The Stowe Electric Department in Vermont used a Demonstration of Energy & Efficiency Developments grant from the American Public Power Association to develop a framework for small rural utilities to evaluate the integration of microgrids into their grids.
Stowe said the DEED project allowed the utility to explore the best practices for small public power utilities to use existing talent to consider adding resilient renewable power systems without relying on consultants and merchant operators.
“We used the energyshed concept to inform our microgrid feasibility study to look at the potential to install a renewable or net-zero microgrid,” according to the DEED report that Stowe Electric Department filed.
The energyshed concept, which is similar to the concept of a watershed, was developed by the Department of Energy as a tool for helping communities understand the effects and benefits of consuming energy that they generate locally.
In November 2022, the DOE selected three projects to develop the energyshed concept including the University of Vermont, which was awarded $4.3 million to develop a tool to provide local decision makers with information on the economic, health, environmental, and other impacts of various energy decisions. After refining the models, this tool will be made available for use across the country.
“Energyshed is a valuable concept to communicate with customers, staff, and stakeholders about energy and power supply,” Michael Lazorchak, regulatory affairs manager at Stowe Electric Department, said. The energyshed concept helped the town’s energy committee “visualize our power supply and flow of electricity within Vermont’s system, he said, adding, “the concept has also helped us communicate with college interns and local customers.”
The study examined several microgrid options – a substation microgrid, a feeder microgrid, a partial feeder microgrid, a critical load customer microgrid, a campus microgrid, and a life and safety customer nanogrid – and found many of the alternatives were not economically feasible for Stowe, in part, because traditional options were financially more efficient.
Stowe initially focused on a feeder level microgrid for resiliency that would only use the utility’s single generation asset, a 1-megawatt solar array. “It quickly became apparent that this wasn’t a feasible option for a number of reasons,” Lazorchak said.
Among other things, the study found that a feeder level microgrid would create an unnecessary level of redundancy because there were insufficient generation resources interconnected to the substation to provide a meaningful amount of backup generation. In addition, the study noted there was no automated ability to switch loads between the feeders or between substations.

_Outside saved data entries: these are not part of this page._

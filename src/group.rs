
use std::fmt;
use std::slice;

use thiserror::Error;

use crate::Record;

/// Error raised when a record is added to a group with a different key.
#[derive(Debug, Clone, PartialEq, Eq, Error)]
#[error("Record key `{record}` does not match group key `{group}`")]
pub struct KeyMismatch {
    group: Box<str>,
    record: Box<str>,
}

/// All records sharing a single key, ordered by value.
///
/// Records with equal values keep the order in which they were inserted.
#[derive(Debug, Clone, PartialEq, Eq)]
pub struct Group<K, V> {
    key: K,
    records: Vec<Record<K, V>>,
}

impl<K, V> Group<K, V> {
    /// Construct an empty group for the given key.
    pub const fn new(key: K) -> Self {
        Self {
            key,
            records: Vec::new(),
        }
    }

    /// The key every record in this group shares.
    #[inline]
    pub fn key(&self) -> &K {
        &self.key
    }

    /// Number of records in the group.
    #[inline]
    pub fn len(&self) -> usize {
        self.records.len()
    }

    /// Test if the group has no records.
    #[inline]
    pub fn is_empty(&self) -> bool {
        self.records.is_empty()
    }

    /// All records, sorted by value.
    #[inline]
    pub fn records(&self) -> &[Record<K, V>] {
        &self.records
    }

    /// Iterate over records in value order.
    #[inline]
    pub fn iter(&self) -> slice::Iter<'_, Record<K, V>> {
        self.records.iter()
    }
}

impl<K, V> Group<K, V>
where
    K: Eq,
{
    /// Records matching `key`, which is either every record or none of them.
    pub fn get(&self, key: &K) -> &[Record<K, V>] {
        if *key != self.key {
            return &[];
        }

        &self.records
    }
}

impl<K, V> Group<K, V>
where
    K: fmt::Debug + Eq,
    V: Ord,
{
    /// Add a record to the group.
    ///
    /// Fails without modifying the group if the record belongs to another
    /// key.
    pub fn add_record(&mut self, record: Record<K, V>) -> Result<(), KeyMismatch> {
        if *record.key() != self.key {
            return Err(KeyMismatch {
                group: format!("{:?}", self.key).into(),
                record: format!("{:?}", record.key()).into(),
            });
        }

        self.insert(record);
        Ok(())
    }
}

impl<K, V> Group<K, V>
where
    V: Ord,
{
    /// Insert a record whose key is known to match, after any records with
    /// an equal value.
    pub(crate) fn insert(&mut self, record: Record<K, V>) {
        let at = self
            .records
            .partition_point(|existing| existing.value() <= record.value());
        self.records.insert(at, record);
    }
}

impl<K, V> Group<K, V>
where
    K: Eq,
    V: Eq,
{
    /// Remove the first record equal to `record`.
    ///
    /// Returns `false` if no such record exists.
    pub fn delete_record(&mut self, record: &Record<K, V>) -> bool {
        let Some(at) = self.records.iter().position(|existing| existing == record) else {
            return false;
        };

        self.records.remove(at);
        true
    }
}

impl<'a, K, V> IntoIterator for &'a Group<K, V> {
    type Item = &'a Record<K, V>;
    type IntoIter = slice::Iter<'a, Record<K, V>>;

    #[inline]
    fn into_iter(self) -> Self::IntoIter {
        self.iter()
    }
}

impl<K, V> fmt::Display for Group<K, V>
where
    K: fmt::Display,
    V: fmt::Display,
{
    fn fmt(&self, f: &mut fmt::Formatter<'_>) -> fmt::Result {
        write!(f, "{} ({}): [", self.key, self.records.len())?;

        let mut it = self.records.iter().peekable();

        while let Some(record) = it.next() {
            write!(f, "{}", record.value())?;

            if it.peek().is_some() {
                write!(f, ", ")?;
            }
        }

        write!(f, "]")
    }
}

Even assuming there was sufficient generation interconnected and automated controls, the report noted that “Stowe does not have a suitable location or the community appetite to site a feeder scale battery storage system sufficient in size to assist with resiliency, arbitrage, or transmission system winter load shedding calls.” The utility is looking to incorporate a utility scale battery storage system in a future substation upgrade to ease siting and permitting hurdles.
The DEED study, budgeted at $62,650, also examined critical governmental and emergency management loads and the campus scale microgrid and found them more favorable.
The study noted that most of Stowe’s critical emergency loads already have backup diesel generators that are not near the end of their life span, making replacing them with a combined photovoltaic-plus-battery storage system less economically feasible. However, for critical loads that have backup generation that is close to its estimated lifespan, a microgrid could be “a perfect fit,” Lazorchak said.
Similarly, a utility-owned microgrid could be paired with a community carbon-free resource to build a community asset that can contribute to decarbonization and resiliency, the report found.
Many of the more technologically advanced options examined were not economically feasible for Stowe, in part, because traditional options were more financially efficient, the DEED study found. “We think this lesson holds true for most small public power utilities,” the report’s authors said.
Stowe Electric Department has “several miles of off-road lines and no Supervisory Control and Data Acquisition system, so the traditional vegetation management and line hardening projects appear to be the most effective at developing a more resilient system,” Lazorchak said.
Some small public power utilities may fear they are missing out on the funding available for resiliency projects such as grid modernization, battery storage paired with solar, load curtailment, and other emerging technologies, the report said. “These are all great options, but it’s a bit overwhelming for a small public power utility,” Lazorchak said. “I know it’s not flashy, but traditional vegetation management, hazard tree mitigation, AMI, pole replacement, and line hardening projects are valuable and should not be overlooked for grid 2.0 type projects.”
“Stowe hopes that this study will at least put smaller utilities on the pathway to consider the energyshed concept in their power supply planning, whether microgrids with fossil fuel backup can be replaced with carbon-free based systems with grid-forming or grid-following inverters to maximize the benefit to the local distribution system, and how a combination of traditional utility operations and maintenance can be most effectively merged into the grid of the future,” the report’s authors said.